À un certain âge, un employeur a la possibilité de prononcer la "mise à la retraite d'office" d'un salarié, sans avoir à justifier cette décision. Cela entraîne pour le salarié une indemnité plus conséquente que celle qu'il aurait reçue en choisissant de partir lui-même.
Les règles de la mise à la retraite
• À quel âge pouvez-vous être mis à la retraite ?
Selon l'article L 1237-5 du Code du travail, un salarié atteint de 70 ans peut être mis à la retraite d'office par son employeur. Cette rupture de contrat est sans possibilité de contestation. En France, il n'existe pas d'âge dépassé au-delà duquel le travail est strictement interdit.
- Si aucune décision n'est prise, votre contrat de travail se poursuit. En cas de mise à la retraite, vous n'êtes pas obligé de demander la liquidation de vos retraites. Vous pouvez chercher un nouvel emploi ou travailler en tant qu'indépendant.
- Il est également possible de liquider vos pensions tout en cumulant un revenu d'activité. Bien que des cotisations soient à payer, vos pensions resteront intactes pour le futur.
- Si vous atteignez l'âge où vous pouvez bénéficier d'une retraite à taux plein, votre employeur peut alors vous proposer une mise à la retraite. Cet âge varie entre 66 ans et 67 ans selon votre année de naissance. Vous avez le libre choix d'accepter ou de refuser cette offre.
- Trois mois avant que vous ne remplissiez les critères d'âge pour la retraite, votre employeur doit vous notifier par écrit. Vous disposez d'un mois pour y répondre, bien que les détails de votre réponse puissent être précisés par un accord collectif.
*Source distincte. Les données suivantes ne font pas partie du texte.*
use std::process::{Output, Stdio};

use bstr::ByteSlice;
use tokio::io::AsyncWriteExt;
use tokio::process::Command;

use crate::cloud::{CloudError, CloudResult};

/// Runs provider CLI commands. In dry-run mode the commands are only logged.
#[derive(Debug, Clone, Copy)]
pub struct CommandRunner {
    dry_run: bool,
}

pub fn create_command(arguments: &[String]) -> Command {
    let mut command = Command::new(&arguments[0]);
    command.args(&arguments[1..]);
    command.stdout(Stdio::piped());
    command.stderr(Stdio::piped());
    // An abandoned (cancelled) operation must not leave the CLI running
    command.kill_on_drop(true);
    command
}

pub fn check_command_output(command: &str, output: Output) -> CloudResult<Output> {
    let status = output.status;
    if !status.success() {
        let mut stderr = output.stderr.to_str_lossy().trim().to_string();
        if stderr.is_empty() {
            stderr = output.stdout.to_str_lossy().trim().to_string();
        }
        return Err(CloudError::CommandFailed {
            command: command.to_string(),
            code: status.code().unwrap_or(-1),
            stderr,
        });
    }
    Ok(output)
}

impl CommandRunner {
    pub fn new(dry_run: bool) -> Self {
        Self { dry_run }
    }

    pub fn is_dry_run(&self) -> bool {
        self.dry_run
    }

    /// Runs the command and returns its trimmed stdout.
    pub async fn run(&self, arguments: Vec<String>) -> CloudResult<String> {
        self.execute(arguments, None).await
    }

    /// Runs the command with `input` written to its stdin.
    pub async fn run_with_input(&self, arguments: Vec<String>, input: String) -> CloudResult<String> {
        self.execute(arguments, Some(input)).await
    }

    async fn execute(&self, arguments: Vec<String>, input: Option<String>) -> CloudResult<String> {
        let command_line = arguments.join(" ");
        if self.dry_run {
            log::info!("[dry-run] {command_line}");
            if let Some(input) = input {
                log::debug!("[dry-run] input:\n{input}");
            }
            return Ok(String::new());
        }
        let Some(program) = arguments.first().cloned() else {
            return Err(CloudError::InvalidOutput {
                command: command_line,
                message: "empty command".to_string(),
            });
        };

        log::debug!("Running command `{command_line}`");
        let mut command = create_command(&arguments);
        if input.is_some() {
            command.stdin(Stdio::piped());
        }
        let mut child = command
            .spawn()
            .map_err(|source| CloudError::MissingTool { program, source })?;
        if let (Some(input), Some(mut stdin)) = (input, child.stdin.take()) {
            stdin
                .write_all(input.as_bytes())
                .await
                .map_err(|e| CloudError::InvalidOutput {
                    command: command_line.clone(),
                    message: format!("cannot write to stdin: {e}"),
                })?;
        }
        let output = child
            .wait_with_output()
            .await
            .map_err(|e| CloudError::InvalidOutput {
                command: command_line.clone(),
                message: e.to_string(),
            })?;
        let output = check_command_output(&command_line, output)?;
        Ok(output.stdout.to_str_lossy().trim().to_string())
    }
}

pub fn args<I, S>(items: I) -> Vec<String>
where
    I: IntoIterator<Item = S>,
    S: Into<String>,
{
    items.into_iter().map(|item| item.into()).collect()
}
use thiserror::Error;

use crate::cloud::CloudError;
use crate::config::ConfigError;
use crate::provision::ProvisionError;
use crate::split::SplitError;
use crate::status::PollError;
use crate::submit::SubmissionError;

#[derive(Debug, Error)]
pub enum ElbError {
    #[error(transparent)]
    Config(#[from] ConfigError),
    #[error(transparent)]
    Split(#[from] SplitError),
    #[error(transparent)]
    Provision(#[from] ProvisionError),
    #[error(transparent)]
    Submission(#[from] SubmissionError),
    #[error(transparent)]
    Poll(#[from] PollError),
    #[error(transparent)]
    Cloud(#[from] CloudError),
    #[error("Search failed: {0}")]
    SearchFailed(String),
    #[error("Interrupted")]
    Interrupted,
    #[error("Missing dependency: {0}")]
    Dependency(String),
    #[error(transparent)]
    IoError(#[from] std::io::Error),
    #[error("Serialization error: {0}")]
    SerializationError(String),
    #[error("Error: {0}")]
    GenericError(String),
}

impl ElbError {
    pub fn kind(&self) -> ErrorKind {
        match self {
            ElbError::Config(_) => ErrorKind::Input,
            ElbError::Split(error) => error.kind(),
            ElbError::Provision(error) => error.kind(),
            ElbError::Submission(error) => error.kind(),
            ElbError::Poll(error) => error.kind(),
            ElbError::Cloud(error) => error.kind(),
            ElbError::SearchFailed(_) => ErrorKind::SearchFailed,
            ElbError::Interrupted => ErrorKind::Interrupted,
            ElbError::Dependency(_) => ErrorKind::Dependency,
            ElbError::IoError(_) | ElbError::SerializationError(_) | ElbError::GenericError(_) => {
                ErrorKind::Unknown
            }
        }
    }
}

/// Closed classification of everything that can end a run.
#[derive(Debug, Clone, Copy, PartialEq, Eq)]
pub enum ErrorKind {
    /// Invalid configuration or query input.
    Input,
    /// Missing or broken local tooling (cloud CLIs, kubectl).
    Dependency,
    /// The cloud control plane or the cluster rejected an operation.
    Cluster,
    /// At least one search job failed.
    SearchFailed,
    TimedOut,
    Interrupted,
    Unknown,
}

/// What a caller should do after an operation failed with a given kind.
#[derive(Debug, Clone, Copy, PartialEq, Eq)]
pub enum Continuation {
    Retry,
    Abort,
}

pub const EXIT_SUCCESS: i32 = 0;

impl ErrorKind {
    pub fn exit_code(self) -> i32 {
        match self {
            ErrorKind::Input => 1,
            ErrorKind::Dependency => 2,
            ErrorKind::Cluster => 3,
            ErrorKind::SearchFailed => 4,
            ErrorKind::TimedOut => 5,
            ErrorKind::Interrupted => 130,
            ErrorKind::Unknown => 255,
        }
    }

    /// Only failures of remote operations are worth repeating.
    pub fn continuation(self) -> Continuation {
        match self {
            ErrorKind::Cluster => Continuation::Retry,
            ErrorKind::Input
            | ErrorKind::Dependency
            | ErrorKind::SearchFailed
            | ErrorKind::TimedOut
            | ErrorKind::Interrupted
            | ErrorKind::Unknown => Continuation::Abort,
        }
    }
}

impl From<serde_json::error::Error> for ElbError {
    fn from(e: serde_json::error::Error) -> Self {
        Self::SerializationError(e.to_string())
    }
}

impl From<anyhow::Error> for ElbError {
    fn from(error: anyhow::Error) -> Self {
        Self::GenericError(format!("{error:?}"))
    }
}

#[cfg(test)]
mod tests {
    use super::{ElbError, ErrorKind};
    use crate::cloud::CloudError;
    use crate::config::{ConfigError, ConfigViolation};

    #[test]
    fn test_config_error_is_input_error() {
        let error: ElbError = ConfigError::new(vec![ConfigViolation::new("num-nodes", "must be positive")]).into();
        assert_eq!(error.kind(), ErrorKind::Input);
        assert_eq!(error.kind().exit_code(), 1);
    }

    #[test]
    fn test_missing_tool_is_dependency_error() {
        let error: ElbError = CloudError::MissingTool {
            program: "kubectl".to_string(),
            source: std::io::Error::from(std::io::ErrorKind::NotFound),
        }
        .into();
        assert_eq!(error.kind(), ErrorKind::Dependency);
        assert_eq!(error.kind().exit_code(), 2);
    }

    #[test]
    fn test_exit_codes_are_distinct() {
        let kinds = [
            ErrorKind::Input,
            ErrorKind::Dependency,
            ErrorKind::Cluster,
            ErrorKind::SearchFailed,
            ErrorKind::TimedOut,
            ErrorKind::Interrupted,
            ErrorKind::Unknown,
        ];
        let mut codes: Vec<i32> = kinds.iter().map(|k| k.exit_code()).collect();
        codes.sort();
        codes.dedup();
        assert_eq!(codes.len(), kinds.len());
        assert!(!codes.contains(&super::EXIT_SUCCESS));
    }
}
- En cas de refus, il est conseillé de le faire par écrit et de l'envoyer en recommandé. Un silence de votre part pourrait être interprété comme un accord. Cela a été précisé par la Cour de cassation dans une affaire du 17 septembre 2014. Si vous refusez, votre contrat de travail continuera, bien que l'employeur puisse toujours vous licencier pour un motif valable.
• Quels sont vos droits si vous êtes mis à la retraite ?
Voici les obligations de votre employeur :
- Il doit respecter un préavis : 1 mois si votre ancienneté est d'au moins 6 mois mais inférieure à 2 ans, et 2 mois au-delà. Des délais plus longs peuvent être stipulés par votre convention collective.
- Il doit vous verser une indemnité minimale de mise à la retraite : 1/4 de mois de salaire pour chaque année d'ancienneté pendant les 10 premières années, puis 1/3 pour celles au-delà. Cela inclut aussi les mois d’une année incomplète.
- Par exemple : si vous avez un salaire annuel brut de 3600€ avec 22 ans et 9 mois d’ancienneté, votre indemnité serait de 20250€.
Si votre convention ou contrat offre une indemnité plus élevée, celle-là sera appliquée. De plus, vous pouvez tenter de négocier une indemnité supérieure, surtout si vous n'avez pas atteint l'âge de 70 ans, car l’accord de votre part est nécessaire pour la mise à la retraite.
• Les indemnités de mise à la retraite, sont-elles imposables ?
Les indemnités qui correspondent à la minimum légal ou conventionnel ne sont pas soumises à l'impôt. En revanche, si elles dépassent ce montant, la partie excédentaire sera imposée comme un salaire.
L'indemnité restera exonérée des cotisations si elle ne dépasse pas les limites établies par la loi. Pour 2019, l'indemnité ne doit pas dépasser 202620€. Sachez qu'il est possible de choisir l'option la plus favorable fiscalement.
En effet, l'indemnité est également exonérée de CSG et CRDS dans la limite de deux fois le plafond annuel de la Sécurité sociale.